When people talk about teacher salaries, they often talk about teacher schedules—or what they think are their work schedules. Depending on where you live, school hours might go from 8:00 to 2:30. And teachers are usually contracted for around 180 days a year. With a 6 or 7 hour work day and summers and holiday breaks off, aren't teachers making decent money for the hours they work?

Umm, no.

The assumption some people make is that teachers only work their contracted hours, but that's simply not true for most teachers. One teacher broke down the extra hours she puts in beyond her contract and estimated that she actually works 42 hours a week, and actually works 250 days per year. That's a pretty normal, full-time job, for which she only gets paid part-time wages. Scholastic reported that a survey of 10,000 teachers found that most work 10 to 11 hour work days, with those who advise extracurricular activities clocking even more than that.

Salaries for teachers vary a lot by state, but according to Business Insider, in the majority of school districts starting salaries for a new teacher is less than $40,000 a year. In 300 districts, it's less than $30,000. If we consider that teachers do work full-time hours, that's less than the proposed $15 per hour we've seen proposed as a minimum wage.


My brother currently works as an art teacher. I've seen his pandemic hybrid school schedule—in addition to photos of him up planning at 1:30 am—and it's absolutely bananas. Having been a teacher myself, I'm familiar with the amount of work teachers put in beyond school hours—and not just in terms of time, but in emotional labor.
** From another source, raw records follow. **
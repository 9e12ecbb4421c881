//! Offline replay of a recorded trace.

use std::path::PathBuf;

use jiff::Timestamp;
use serde::Serialize;
use uuid::Uuid;

use fairway::cadence::Cadence;
use fairway::config::Config;
use fairway::engine::{EngineKind, Progression, Sample};
use fairway::follow::MachineOptions;
use fairway::model::HoleTransition;
use fairway::snapshot::HoleSnapshot;
use fairway::storage::SqliteStore;
use fairway::telemetry::{TickReport, TracingSink, TransitionSink};
use fairway::trace::{self, TraceSample};

use super::format::{format_engine, format_hole, format_snapshot, format_transition};

pub(super) struct ReplayArgs {
    pub course: PathBuf,
    pub trace: PathBuf,
    pub round: Option<String>,
    pub engine: EngineKind,
    pub auto_advance: bool,
    pub json: bool,
}

/// End-of-replay totals.
#[derive(Debug, Serialize)]
#[serde(rename_all = "camelCase")]
struct Summary {
    round_id: String,
    engine: EngineKind,
    fixes: usize,
    processed: usize,
    transitions: usize,
    auto_advances: usize,
    hole_id: Option<String>,
    snapshot: Option<HoleSnapshot>,
}

pub(super) fn cmd_replay(config: &Config, args: &ReplayArgs) -> Result<(), String> {
    let holes = trace::load_course(&args.course)
        .map_err(|e| format!("failed to load course {}: {e}", args.course.display()))?;
    let samples = trace::load_trace(&args.trace)
        .map_err(|e| format!("failed to load trace {}: {e}", args.trace.display()))?;

    // Only a named round is worth keeping.
    let store = match &args.round {
        Some(_) => {
            let path = config
                .database_path()
                .ok_or("could not determine home directory")?;
            SqliteStore::open(&path).map_err(|e| format!("failed to open {}: {e}", path.display()))?
        }
        None => SqliteStore::open_in_memory()
            .map_err(|e| format!("failed to open in-memory store: {e}"))?,
    };
    let round_id = args
        .round
        .clone()
        .unwrap_or_else(|| Uuid::new_v4().to_string());

    let mut options = MachineOptions::new(round_id.clone(), holes);
    options.auto_advance_enabled = args.auto_advance;
    options.locate_tolerance_m = config.locate_tolerance_m;
    let mut progression = Progression::start(args.engine, options, config.auto, &store);

    let mut cadence = Cadence::new();
    let mut processed = 0;
    let mut transitions: Vec<HoleTransition> = Vec::new();
    let mut auto_advances = 0;
    let mut last: Option<&TraceSample> = None;

    for sample in &samples {
        let Some(freq_hz) = cadence.admit(sample.heading_deg, Some(sample.speed_mps), sample.ts)
        else {
            continue;
        };
        processed += 1;
        last = Some(sample);

        let mut sink = |t: &HoleTransition| {
            TracingSink.record(t);
            transitions.push(t.clone());
        };
        let started = Timestamp::now();
        let progress = progression.step(
            &Sample {
                position: Some(sample.position),
                heading_deg: sample.heading_deg,
                speed_mps: Some(sample.speed_mps),
                now: sample.ts,
            },
            &mut sink,
        );
        // Trace fixes are historical: latency is the time spent processing.
        let latency_ms = Timestamp::now().as_millisecond() - started.as_millisecond();
        TickReport::with_latency(
            latency_ms,
            sample.ts,
            freq_hz,
            progress.auto_advanced,
            progression.override_ts(),
        )
        .emit();

        if progress.auto_advanced {
            auto_advances += 1;
        }
        if let Some(t) = &progress.transition {
            print_transition(t, args.json)?;
        }
    }

    let snapshot =
        last.and_then(|s| progression.snapshot(&s.position, s.heading_deg, s.ts));
    let summary = Summary {
        round_id,
        engine: progression.kind(),
        fixes: samples.len(),
        processed,
        transitions: transitions.len(),
        auto_advances,
        hole_id: progression.hole().map(|h| h.id.clone()),
        snapshot,
    };

    if args.json {
        let line = serde_json::to_string(&summary)
            .map_err(|e| format!("failed to serialize summary: {e}"))?;
        println!("{line}");
        return Ok(());
    }

    println!();
    println!(
        "round {} ({}): {} of {} fixes processed, {} hole changes ({} automatic)",
        summary.round_id,
        format_engine(summary.engine),
        summary.processed,
        summary.fixes,
        summary.transitions,
        summary.auto_advances,
    );
    match progression.hole() {
        Some(hole) => println!("final: {}", format_hole(hole)),
        None => println!("final: no hole located"),
    }
    if let Some(snapshot) = &summary.snapshot {
        println!("       {}", format_snapshot(snapshot));
    }
    Ok(())
}

fn print_transition(t: &HoleTransition, json: bool) -> Result<(), String> {
    if json {
        let line =
            serde_json::to_string(t).map_err(|e| format!("failed to serialize transition: {e}"))?;
        println!("{line}");
    } else {
        println!("{}", format_transition(t));
    }
    Ok(())
}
Teaching itself—as in instructing students on how to write essays, how to do algebra, how to analyze history—is somewhat of a challenge with dozens of unique students, but that's not really the hard part of teaching. The hard part is caring about those dozens of students on a personal level, advocating for them in a system of standardization and testing that doesn't acknowledge their unique gifts, dealing with parents who take out their parenting frustrations on the school, and feeling like society doesn't value your work even though you know it's vitally important.

And the real kicker is that the system would suffer greatly if teachers only worked the hours they are paid to work and only used the resources they are provided. We've created a culture in which teachers are expected to work sacrificially, which is ridiculous. Teachers are skilled professionals. They deserve to be paid as if their time, knowledge, skills and experience are exceptionally valuable because they are.

Of course, there are plenty of jobs where people work beyond their expected work hours. But such jobs usually come with bonus incentives or high-paying salaries or some other perks that make up for it. It's like teachers are expected to see the rewarding nature of working with kids as enough—but that expectation doesn't account for the fact that working with kids is as stressful as it is rewarding.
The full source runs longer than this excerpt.